Nobody needs to feel sorry for Porter. Things have been working out fine in the big picture. His slide on draft night, for instance, still landed him with a team in need of his abilities.

He has had three back surgeries overall, wiping out his entire rookie season and all but the first nine games of 2021-22. In total, he has missed 223 games while playing only 187. Yet Porter had shown the Nuggets’ brass enough by Sept., 2021, to sign a five-year, $179.3 million maximum extension that kicked in this season.
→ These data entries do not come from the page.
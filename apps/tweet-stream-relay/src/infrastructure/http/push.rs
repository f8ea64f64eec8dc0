//! Server-Sent Events Push Channel
//!
//! `GET /stream` keeps one event stream open per subscriber. Every record
//! from the broadcast hub is written as an event named `tweet` whose data
//! is the record JSON. The channel is one-way; subscribers never send.
//!
//! Opening a stream also triggers the session bootstrap. The broadcast
//! receiver is taken first so no record published after the relay starts
//! is missed by the subscriber that started it.

use std::sync::Arc;
use std::sync::atomic::{AtomicUsize, Ordering};

use axum::extract::State;
use axum::response::sse::{Event, KeepAlive, Sse};
use futures_util::{Stream, StreamExt};
use tokio_stream::wrappers::BroadcastStream;
use tokio_stream::wrappers::errors::BroadcastStreamRecvError;
use uuid::Uuid;

use super::AppState;
use crate::infrastructure::broadcast::TweetBroadcast;
use crate::infrastructure::metrics;

/// SSE event name carrying a record.
pub const TWEET_EVENT: &str = "tweet";

/// Counts connected subscribers.
#[derive(Debug, Clone, Default)]
pub struct SubscriberRegistry {
    connected: Arc<AtomicUsize>,
}

impl SubscriberRegistry {
    /// Create an empty registry.
    #[must_use]
    pub fn new() -> Self {
        Self::default()
    }

    /// Register a subscriber until the returned guard is dropped.
    #[must_use]
    pub fn register(&self) -> SubscriberGuard {
        let id = Uuid::new_v4();
        let count = self.connected.fetch_add(1, Ordering::SeqCst) + 1;
        update_gauge(count);
        tracing::info!(subscriber_id = %id, subscribers = count, "Subscriber connected");
        SubscriberGuard {
            id,
            connected: Arc::clone(&self.connected),
        }
    }

    /// Number of connected subscribers.
    #[must_use]
    pub fn count(&self) -> usize {
        self.connected.load(Ordering::SeqCst)
    }
}

/// Keeps a subscriber registered while its stream is alive.
#[derive(Debug)]
pub struct SubscriberGuard {
    id: Uuid,
    connected: Arc<AtomicUsize>,
}

impl SubscriberGuard {
    /// Ephemeral subscriber id, used in logs only.
    #[must_use]
    pub const fn id(&self) -> Uuid {
        self.id
    }
}

impl Drop for SubscriberGuard {
    fn drop(&mut self) {
        let count = self.connected.fetch_sub(1, Ordering::SeqCst).saturating_sub(1);
        update_gauge(count);
        tracing::info!(subscriber_id = %self.id, subscribers = count, "Subscriber disconnected");
    }
}

#[allow(clippy::cast_precision_loss)]
fn update_gauge(count: usize) {
    metrics::set_subscribers(count as f64);
}

/// `GET /stream`
pub async fn stream_handler(
    State(state): State<Arc<AppState>>,
) -> Sse<impl Stream<Item = Result<Event, axum::Error>>> {
    let rx = state.broadcast_hub.tweets_rx();
    let guard = state.subscribers.register();
    let subscriber_id = guard.id();

    let bootstrap = Arc::clone(&state.bootstrap);
    tokio::spawn(async move {
        if let Err(e) = bootstrap.on_subscriber_connected().await {
            tracing::error!(%subscriber_id, error = %e, "Bootstrap failed for subscriber");
        }
    });

    let events = BroadcastStream::new(rx)
        .filter_map(move |item| {
            let _ = &guard;
            std::future::ready(to_event(item, subscriber_id))
        })
        .take_until(state.shutdown.clone().cancelled_owned());

    Sse::new(events).keep_alive(KeepAlive::default())
}

fn to_event(
    item: Result<TweetBroadcast, BroadcastStreamRecvError>,
    subscriber_id: Uuid,
) -> Option<Result<Event, axum::Error>> {
    match item {
        Ok(broadcast) => Some(
            Event::default()
                .event(TWEET_EVENT)
                .json_data(broadcast.record.payload()),
        ),
        Err(BroadcastStreamRecvError::Lagged(skipped)) => {
            metrics::record_records_lagged(skipped);
            tracing::warn!(%subscriber_id, skipped, "Subscriber lagged, records skipped");
            None
        }
    }
}
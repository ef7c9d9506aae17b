// SPDX-License-Identifier: Apache-2.0
// Copyright 2025 Ankit Kumar Pandey

//! `brokerbench validate` command - Validate configuration file.

use brokerbench_core::config::Properties;
use brokerbench_core::ConfigLoader;

fn print_layer(name: &str, properties: &Properties) {
    if properties.is_empty() {
        return;
    }
    println!("  {}:", name);
    for (key, value) in properties {
        println!("    {} = {}", key, value);
    }
}

pub async fn execute(file: &str) -> Result<(), Box<dyn std::error::Error>> {
    tracing::info!(file = %file, "Validating configuration");

    match ConfigLoader::load_file(file) {
        Ok(config) => {
            println!("✓ Configuration is valid");
            println!();
            println!("Driver Settings:");
            println!("  Driver:             {}", config.driver.name());
            println!("  Endpoints:          {}", config.endpoint_strings().join(", "));
            println!("  Persistence:        {}", config.persistence);
            println!("  Queue Type:         {}", config.queue_type.as_str());
            println!("  Replication Factor: {}", config.replication_factor);
            println!("  Ack Mode:           {}", config.ack_mode);
            println!(
                "  Topic Timeout:      {}ms",
                config.topic_create_timeout.as_millis()
            );
            println!("  Delivery Buffer:    {}", config.delivery_buffer);
            println!();
            println!("Client Properties:");
            print_layer("admin", &config.properties.admin);
            print_layer("producer", &config.properties.producer);
            print_layer("consumer", &config.properties.consumer);
            print_layer("topic", &config.properties.topic);
            Ok(())
        }
        Err(e) => {
            eprintln!("✗ Configuration validation failed:");
            eprintln!("  {}", e);
            std::process::exit(1);
        }
    }
}
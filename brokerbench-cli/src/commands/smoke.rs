// SPDX-License-Identifier: Apache-2.0
// Copyright 2025 Ankit Kumar Pandey

//! `brokerbench smoke` command - Run the driver lifecycle end to end.
//!
//! Provisions a topic, attaches one consumer, sends a batch of patterned
//! payloads and checks that every payload arrives with the same CRC32.

use std::sync::{Arc, Mutex};
use std::time::{Duration, Instant};

use brokerbench_core::types::epoch_millis;
use brokerbench_core::{
    initialize, BenchmarkDriver, BrokerConnector, ConfigLoader, DriverConfig, MemoryBroker,
};
use thiserror::Error;

const DELIVERY_TIMEOUT: Duration = Duration::from_secs(30);
const POLL_INTERVAL: Duration = Duration::from_millis(20);

#[derive(Debug, Error)]
pub enum SmokeError {
    #[error("--live needs a build with the `rdkafka` feature")]
    LiveUnsupported,

    #[error("Only {received} of {expected} messages arrived within {timeout_secs}s")]
    Incomplete {
        expected: usize,
        received: usize,
        timeout_secs: u64,
    },

    #[error("{mismatched} payloads arrived modified")]
    Corrupted { mismatched: usize },
}

pub struct SmokeOptions {
    pub messages: usize,
    pub partitions: u32,
    pub payload_size: usize,
    pub live: bool,
}

#[derive(Default)]
struct Received {
    checksums: Vec<u32>,
    latency_ms_total: i64,
}

/// Payload `index`: a byte pattern unique enough to catch reordering bugs
/// inside a payload.
fn payload(index: usize, size: usize) -> Vec<u8> {
    (0..size)
        .map(|offset| (index.wrapping_mul(31).wrapping_add(offset) % 251) as u8)
        .collect()
}

fn connector(config: &DriverConfig, live: bool) -> Result<Arc<dyn BrokerConnector>, SmokeError> {
    if live {
        #[cfg(feature = "rdkafka")]
        {
            return Ok(Arc::new(brokerbench_core::client::kafka::RdKafkaConnector));
        }
        #[cfg(not(feature = "rdkafka"))]
        {
            return Err(SmokeError::LiveUnsupported);
        }
    }

    let broker = MemoryBroker::new(config.endpoint_strings());
    Ok(Arc::new(broker.connector()))
}

pub async fn execute(
    config_path: &str,
    options: SmokeOptions,
) -> Result<(), Box<dyn std::error::Error>> {
    let config = ConfigLoader::load_file(config_path)?;
    let connector = connector(&config, options.live)?;

    tracing::info!(
        driver = %config.driver,
        messages = options.messages,
        partitions = options.partitions,
        payload_size = options.payload_size,
        live = options.live,
        "Starting smoke run"
    );

    let driver = initialize(config, connector).await?;
    let result = run(driver.as_ref(), &options).await;

    if let Err(e) = driver.close().await {
        tracing::warn!(error = %e, "Driver close failed");
    }

    result
}

async fn run(
    driver: &dyn BenchmarkDriver,
    options: &SmokeOptions,
) -> Result<(), Box<dyn std::error::Error>> {
    let topic = format!("{}-{}", driver.topic_name_prefix(), epoch_millis());
    driver.create_topic(&topic, options.partitions).await?;

    let received = Arc::new(Mutex::new(Received::default()));
    let sink = Arc::clone(&received);
    driver
        .create_consumer(
            &topic,
            "smoke",
            Arc::new(move |payload: &[u8], publish_timestamp_ms: i64| {
                let mut received = sink.lock().unwrap_or_else(|e| e.into_inner());
                received.checksums.push(crc32fast::hash(payload));
                received.latency_ms_total += epoch_millis() - publish_timestamp_ms;
            }),
        )
        .await?;

    let producer = driver.create_producer(&topic)?;
    let mut expected = Vec::with_capacity(options.messages);
    let started = Instant::now();

    for index in 0..options.messages {
        let body = payload(index, options.payload_size);
        expected.push(crc32fast::hash(&body));
        let key = format!("key-{}", index % options.partitions.max(1) as usize);
        producer.send_keyed(Some(&key), &body).await?;
    }
    producer.close().await?;

    let sent_in = started.elapsed();
    tracing::info!(topic = %topic, sent = options.messages, elapsed = ?sent_in, "Payloads sent");

    let deadline = Instant::now() + DELIVERY_TIMEOUT;
    let count = loop {
        let count = received
            .lock()
            .unwrap_or_else(|e| e.into_inner())
            .checksums
            .len();
        if count >= options.messages || Instant::now() >= deadline {
            break count;
        }
        tokio::time::sleep(POLL_INTERVAL).await;
    };

    if count < options.messages {
        return Err(SmokeError::Incomplete {
            expected: options.messages,
            received: count,
            timeout_secs: DELIVERY_TIMEOUT.as_secs(),
        }
        .into());
    }

    let (mut checksums, latency_ms_total) = {
        let received = received.lock().unwrap_or_else(|e| e.into_inner());
        (received.checksums.clone(), received.latency_ms_total)
    };
    checksums.sort_unstable();
    expected.sort_unstable();

    let mismatched = checksums
        .iter()
        .zip(expected.iter())
        .filter(|(got, want)| got != want)
        .count();
    if mismatched > 0 {
        return Err(SmokeError::Corrupted { mismatched }.into());
    }

    let total = started.elapsed();
    println!("✓ Smoke run passed");
    println!();
    println!("  Driver:         {}", driver.kind());
    println!("  Topic:          {}", topic);
    println!("  Messages:       {}", options.messages);
    println!("  Payload Size:   {} bytes", options.payload_size);
    println!("  Send Time:      {:?}", sent_in);
    println!("  Total Time:     {:?}", total);
    if options.messages > 0 {
        println!(
            "  Avg Latency:    {:.2}ms",
            latency_ms_total as f64 / options.messages as f64
        );
    }

    Ok(())
}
Now he’s struggling in the Finals, even as Denver has played well enough as a group that Porter’s minor contributions have had value. It’s not what he had envisioned, certainly, but it’s been working. Imagine the volume and tone if the Nuggets were the team trailing 3-1.

Malone remains booster No. 1.

“I have no doubt – and I mean this, I have zero doubt in my mind – that Michael Porter is going to have a big game and help us win a championship,” the coach said.

Porter is running out of time to prove his coach right. But in a good way, so far.